'''

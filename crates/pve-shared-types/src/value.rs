use std::net::IpAddr;

use serde::{Deserialize, Serialize};

use crate::network::MacAddr;

/// Value of a single scalar interface attribute.
#[derive(Debug, Clone, PartialEq, Eq, Serialize, Deserialize)]
#[serde(untagged)]
pub enum FieldValue {
    Int(i64),
    Mac(MacAddr),
    Ip(IpAddr),
    Text(String),
}

impl FieldValue {
    pub fn as_int(&self) -> Option<i64> {
        match self {
            FieldValue::Int(value) => Some(*value),
            _ => None,
        }
    }

    pub fn as_text(&self) -> Option<&str> {
        match self {
            FieldValue::Text(value) => Some(value),
            _ => None,
        }
    }

    pub fn as_mac(&self) -> Option<&MacAddr> {
        match self {
            FieldValue::Mac(value) => Some(value),
            _ => None,
        }
    }

    pub fn as_ip(&self) -> Option<IpAddr> {
        match self {
            FieldValue::Ip(value) => Some(*value),
            _ => None,
        }
    }
}

impl From<i64> for FieldValue {
    fn from(value: i64) -> Self {
        FieldValue::Int(value)
    }
}

impl From<u32> for FieldValue {
    fn from(value: u32) -> Self {
        FieldValue::Int(i64::from(value))
    }
}

impl From<&str> for FieldValue {
    fn from(value: &str) -> Self {
        FieldValue::Text(value.to_string())
    }
}

impl From<String> for FieldValue {
    fn from(value: String) -> Self {
        FieldValue::Text(value)
    }
}

impl From<MacAddr> for FieldValue {
    fn from(value: MacAddr) -> Self {
        FieldValue::Mac(value)
    }
}

impl From<IpAddr> for FieldValue {
    fn from(value: IpAddr) -> Self {
        FieldValue::Ip(value)
    }
}

impl std::fmt::Display for FieldValue {
    fn fmt(&self, f: &mut std::fmt::Formatter<'_>) -> std::fmt::Result {
        match self {
            FieldValue::Int(value) => write!(f, "{}", value),
            FieldValue::Mac(value) => write!(f, "{}", value),
            FieldValue::Ip(value) => write!(f, "{}", value),
            FieldValue::Text(value) => write!(f, "{}", value),
        }
    }
}
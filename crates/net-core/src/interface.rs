//! Interface entity
//!
//! An [`Interface`] mirrors one kernel network interface. User edits go to
//! transactions, kernel notifications go straight into the snapshot through
//! [`DirectState`], which also signals field and collection targets.
//!
//! The state lock is never held across kernel I/O; commits serialize on the
//! separate write lock.

use std::collections::{BTreeMap, BTreeSet};
use std::str::FromStr;
use std::time::Duration;

use log::debug;
use serde_json::{Map, Value};
use tokio::sync::{watch, Mutex, MutexGuard};

use crate::error::{ConfigError, NetworkError, UsageError};
use crate::fields::{registry, values_match, FieldClass};
use crate::kind::InterfaceKind;
use crate::linked_set::IpAddrSet;
use crate::state::{AddrDump, Delta, InterfaceDump, LinkState, Scope};
use crate::target::{ConvergenceTarget, TargetWaiter};
use crate::transactional::{CommitMode, Transactional, TransactionId};
use crate::types::{
    AddrExtras, AddrKey, AddressFamily, FieldValue, LinkMessage, LinkRequest, VlanInfo, IFF_UP,
};
use crate::Result;

/// A bridge or bond port, by index or by name
#[derive(Debug, Clone, PartialEq, Eq)]
pub enum PortRef {
    Index(u32),
    /// Resolved at commit time
    Name(String),
}

impl From<u32> for PortRef {
    fn from(index: u32) -> Self {
        PortRef::Index(index)
    }
}

impl From<&str> for PortRef {
    fn from(name: &str) -> Self {
        PortRef::Name(name.to_string())
    }
}

impl From<String> for PortRef {
    fn from(name: String) -> Self {
        PortRef::Name(name)
    }
}

#[derive(Debug)]
struct FieldTarget {
    /// Fields whose updates may satisfy the goal
    watched: Vec<&'static str>,
    target: ConvergenceTarget<Option<FieldValue>>,
}

/// Per-field convergence targets, keyed by the primary field
#[derive(Debug, Default)]
struct FieldTargets {
    targets: BTreeMap<&'static str, FieldTarget>,
}

impl FieldTargets {
    fn set(&mut self, name: &'static str, goal: Option<FieldValue>, current: &LinkState) -> TargetWaiter {
        let reached = values_match(name, current.get(name), goal.as_ref());
        let entry = self.targets.entry(name).or_insert_with(|| FieldTarget {
            watched: Vec::new(),
            target: ConvergenceTarget::new(),
        });
        entry.watched = vec![name];
        entry.target.set(goal, reached)
    }

    fn mirror(&mut self, from: &'static str, to: &'static str, current: &LinkState) -> bool {
        let Some(entry) = self.targets.get_mut(from) else {
            return false;
        };
        if !entry.watched.contains(&to) {
            entry.watched.push(to);
        }
        let value = current.get(to);
        entry
            .target
            .check(|goal| values_match(from, value, goal.as_ref()));
        true
    }

    fn check(&self, name: &str, value: Option<&FieldValue>) {
        for (primary, entry) in &self.targets {
            if entry.watched.iter().any(|watched| *watched == name) {
                entry
                    .target
                    .check(|goal| values_match(primary, value, goal.as_ref()));
            }
        }
    }

    fn waiter(&self, name: &str) -> Option<TargetWaiter> {
        self.targets.get(name).map(|entry| entry.target.waiter())
    }

    fn waiters(&self) -> Vec<(&'static str, TargetWaiter)> {
        self.targets
            .iter()
            .map(|(name, entry)| (*name, entry.target.waiter()))
            .collect()
    }

    fn remove(&mut self, name: &str) {
        self.targets.remove(name);
    }

    fn clear(&mut self) {
        self.targets.clear();
    }
}

/// Write access to the snapshot that bypasses open transactions.
///
/// Only notification ingestion and the commit engine use it; every write
/// re-checks the targets the written field or collection may satisfy.
pub struct DirectState<'a> {
    record: &'a mut LinkState,
    targets: &'a FieldTargets,
}

impl DirectState<'_> {
    pub fn record(&self) -> &LinkState {
        &*self.record
    }

    /// Set a registered field; values of unknown fields or of the wrong
    /// type are dropped
    pub fn set(&mut self, name: &str, value: FieldValue) -> bool {
        let spec = match registry().validate(name, &value) {
            Ok(spec) => spec,
            Err(e) => {
                debug!("ignoring attribute: {}", e);
                return false;
            }
        };
        self.record.set_static(spec.name, value);
        self.targets.check(spec.name, self.record.get(spec.name));
        true
    }

    pub fn unset(&mut self, name: &str) {
        self.record.unset(name);
        self.targets.check(name, None);
    }

    pub fn set_scope(&mut self, scope: Scope) {
        self.record.scope = scope;
    }

    pub fn add_addr(&mut self, key: AddrKey, extras: AddrExtras) {
        self.record.ipaddr.add(key, extras);
    }

    pub fn remove_addr(&mut self, key: &AddrKey) {
        self.record.ipaddr.remove(key);
    }

    pub fn add_port(&mut self, index: u32) {
        self.record.ports.add(index, ());
    }

    pub fn remove_port(&mut self, index: u32) {
        self.record.ports.remove(&index);
    }

    pub fn add_vlan(&mut self, vlan: VlanInfo) {
        self.record.vlans.add(vlan.vid, vlan);
    }

    pub fn remove_vlan(&mut self, vid: u16) {
        self.record.vlans.remove(&vid);
    }

    /// Replace every field and collection with the content of `state`.
    ///
    /// Collection members are replaced one by one, so pending targets
    /// keep working.
    pub fn replace(&mut self, state: &LinkState) {
        let stale: Vec<&'static str> = self
            .record
            .fields()
            .map(|(name, _)| name)
            .filter(|name| state.get(name).is_none())
            .collect();
        for name in stale {
            self.unset(name);
        }
        for (name, value) in state.fields() {
            self.set(name, value.clone());
        }
        self.record.scope = state.scope;

        for key in self.record.ipaddr.difference(&state.ipaddr) {
            self.remove_addr(&key);
        }
        for (key, extras) in state.ipaddr.iter() {
            self.add_addr(*key, extras.clone());
        }
        for index in self.record.ports.difference(&state.ports) {
            self.remove_port(index);
        }
        for index in state.ports.keys() {
            self.add_port(*index);
        }
        for vid in self.record.vlans.difference(&state.vlans) {
            self.remove_vlan(vid);
        }
        for (_, vlan) in state.vlans.iter() {
            self.add_vlan(*vlan);
        }
        self.record.delay_add_port = state.delay_add_port.clone();
        self.record.delay_del_port = state.delay_del_port.clone();
    }

    /// Apply a link notification. Returns false when it was ignored.
    pub fn ingest(&mut self, msg: &LinkMessage) -> bool {
        match self.record.scope {
            Scope::Locked | Scope::Invalid => return false,
            Scope::Shadow | Scope::Create if !msg.is_broadcast() => return false,
            _ => {}
        }

        self.set_scope(Scope::System);
        self.set("index", FieldValue::from(msg.index));
        self.set("flags", FieldValue::Int(i64::from(msg.flags)));
        for (name, value) in &msg.attrs {
            if matches!(name.as_str(), "master" | "link") && value.as_int() == Some(0) {
                self.unset("master");
            } else {
                self.set(name, value.clone());
            }
        }

        if let Some(info) = &msg.link_info {
            self.set("kind", FieldValue::Text(info.kind.clone()));
            let kind = InterfaceKind::from(info.kind.as_str());
            if kind == InterfaceKind::Vlan {
                if let Some(vid) = info.get_attr("vlan_id") {
                    self.set("vlan_id", vid.clone());
                }
            }
            if kind.flattens_link_info() {
                for (name, value) in &info.data {
                    self.set(name, value.clone());
                }
            }
        }

        if msg.family == AddressFamily::Bridge {
            if let Some(spec) = &msg.af_spec {
                let reported: BTreeMap<u16, VlanInfo> =
                    spec.vlans.iter().map(|vlan| (vlan.vid, *vlan)).collect();
                let stale: Vec<u16> = self
                    .record
                    .vlans
                    .keys()
                    .filter(|vid| !reported.contains_key(*vid))
                    .copied()
                    .collect();
                for vid in stale {
                    self.remove_vlan(vid);
                }
                for vlan in reported.values() {
                    if !self.record.vlans.contains(&vlan.vid) {
                        self.add_vlan(*vlan);
                    }
                }
            }
        }

        // AF_BRIDGE messages of a bridge report the bridge as its own master
        if msg.index != 0 && self.record.master() == Some(msg.index) {
            self.unset("master");
        }
        true
    }
}
//! Synchronization settings of the commit engine
//!
//! Timeouts and retry counts are tunables rather than protocol constants.

use std::path::Path;
use std::time::Duration;

use log::warn;
use serde::{Deserialize, Serialize};

use crate::error::ConfigError;

/// Environment prefix for overrides, e.g. `PVE_NETWORK_IPDB_SYNC_TIMEOUT_MS`
pub const ENV_PREFIX: &str = "PVE_NETWORK_IPDB";

/// Timeouts and retry policy used while committing transactions
#[derive(Debug, Clone, PartialEq, Serialize, Deserialize)]
#[serde(default)]
pub struct SyncSettings {
    /// Bound for every convergence wait and watchdog
    pub sync_timeout_ms: u64,
    /// Settle interval after a successful commit
    pub commit_barrier_ms: u64,
    /// Rounds of add-then-verify when reconciling addresses
    pub address_rounds: u32,
    /// Attempts of an address dump answered with EBUSY
    pub read_retries: u32,
    /// Pause between busy address dumps
    pub busy_backoff_ms: u64,
    /// Attempts of the post-commit reload
    pub reload_attempts: u32,
    pub reload_interval_ms: u64,
    /// Poll interval while an interface leaves the namespace
    pub netns_poll_ms: u64,
    /// Bound of the bond address re-add workaround
    pub bond_readd_attempts: u32,
}

impl Default for SyncSettings {
    fn default() -> Self {
        Self {
            sync_timeout_ms: 5000,
            commit_barrier_ms: 200,
            address_rounds: 3,
            read_retries: 3,
            busy_backoff_ms: 500,
            reload_attempts: 3,
            reload_interval_ms: 1000,
            netns_poll_ms: 100,
            bond_readd_attempts: 10,
        }
    }
}

impl SyncSettings {
    /// Load settings from file, with environment overrides
    pub fn load_from_file<P: AsRef<Path>>(path: P) -> Result<Self, ConfigError> {
        let path = path.as_ref();
        let settings = config::Config::builder()
            .add_source(config::File::from(path))
            .add_source(config::Environment::with_prefix(ENV_PREFIX))
            .build()?;

        let settings: SyncSettings = settings.try_deserialize()?;
        settings.validate()?;
        Ok(settings)
    }

    /// Load settings from the standard locations, falling back to defaults
    pub fn load_with_defaults() -> Result<Self, ConfigError> {
        let config_paths = ["/etc/pve/network-ipdb.conf", "./network-ipdb.conf"];

        for path in config_paths {
            if Path::new(path).exists() {
                match Self::load_from_file(path) {
                    Ok(settings) => return Ok(settings),
                    Err(e) => warn!("Failed to load settings from {}: {}", path, e),
                }
            }
        }

        let settings: SyncSettings = config::Config::builder()
            .add_source(config::Config::try_from(&Self::default())?)
            .add_source(config::Environment::with_prefix(ENV_PREFIX))
            .build()?
            .try_deserialize()?;
        settings.validate()?;
        Ok(settings)
    }

    fn validate(&self) -> Result<(), ConfigError> {
        if self.address_rounds == 0 {
            return Err(ConfigError::InvalidValue {
                field: "address_rounds".to_string(),
                value: "0".to_string(),
            });
        }
        if self.read_retries == 0 {
            return Err(ConfigError::InvalidValue {
                field: "read_retries".to_string(),
                value: "0".to_string(),
            });
        }
        Ok(())
    }

    pub fn sync_timeout(&self) -> Duration {
        Duration::from_millis(self.sync_timeout_ms)
    }

    pub fn commit_barrier(&self) -> Duration {
        Duration::from_millis(self.commit_barrier_ms)
    }

    pub fn busy_backoff(&self) -> Duration {
        Duration::from_millis(self.busy_backoff_ms)
    }

    pub fn reload_interval(&self) -> Duration {
        Duration::from_millis(self.reload_interval_ms)
    }

    pub fn netns_poll(&self) -> Duration {
        Duration::from_millis(self.netns_poll_ms)
    }
}

#[cfg(test)]
mod tests {
    use super::*;
    use std::io::Write;

    #[test]
    fn test_defaults() {
        let settings = SyncSettings::default();
        assert_eq!(settings.sync_timeout(), Duration::from_secs(5));
        assert_eq!(settings.address_rounds, 3);
    }

    #[test]
    fn test_load_from_file() {
        let mut file = tempfile::Builder::new().suffix(".toml").tempfile().unwrap();
        writeln!(file, "sync_timeout_ms = 250\naddress_rounds = 5").unwrap();

        let settings = SyncSettings::load_from_file(file.path()).unwrap();
        assert_eq!(settings.sync_timeout_ms, 250);
        assert_eq!(settings.address_rounds, 5);
        // untouched keys keep their defaults
        assert_eq!(settings.read_retries, 3);
    }

    #[test]
    fn test_reject_zero_rounds() {
        let mut file = tempfile::Builder::new().suffix(".toml").tempfile().unwrap();
        writeln!(file, "address_rounds = 0").unwrap();

        assert!(SyncSettings::load_from_file(file.path()).is_err());
    }
}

'''

Copy, exactly and only, the lines above that begin with the one containing "while committing transactions" and finish with the one containing "with environment overrides".

/// Timeouts and retry policy used while committing transactions
#[derive(Debug, Clone, PartialEq, Serialize, Deserialize)]
#[serde(default)]
pub struct SyncSettings {
    /// Bound for every convergence wait and watchdog
    pub sync_timeout_ms: u64,
    /// Settle interval after a successful commit
    pub commit_barrier_ms: u64,
    /// Rounds of add-then-verify when reconciling addresses
    pub address_rounds: u32,
    /// Attempts of an address dump answered with EBUSY
    pub read_retries: u32,
    /// Pause between busy address dumps
    pub busy_backoff_ms: u64,
    /// Attempts of the post-commit reload
    pub reload_attempts: u32,
    pub reload_interval_ms: u64,
    /// Poll interval while an interface leaves the namespace
    pub netns_poll_ms: u64,
    /// Bound of the bond address re-add workaround
    pub bond_readd_attempts: u32,
}

impl Default for SyncSettings {
    fn default() -> Self {
        Self {
            sync_timeout_ms: 5000,
            commit_barrier_ms: 200,
            address_rounds: 3,
            read_retries: 3,
            busy_backoff_ms: 500,
            reload_attempts: 3,
            reload_interval_ms: 1000,
            netns_poll_ms: 100,
            bond_readd_attempts: 10,
        }
    }
}

impl SyncSettings {
    /// Load settings from file, with environment overrides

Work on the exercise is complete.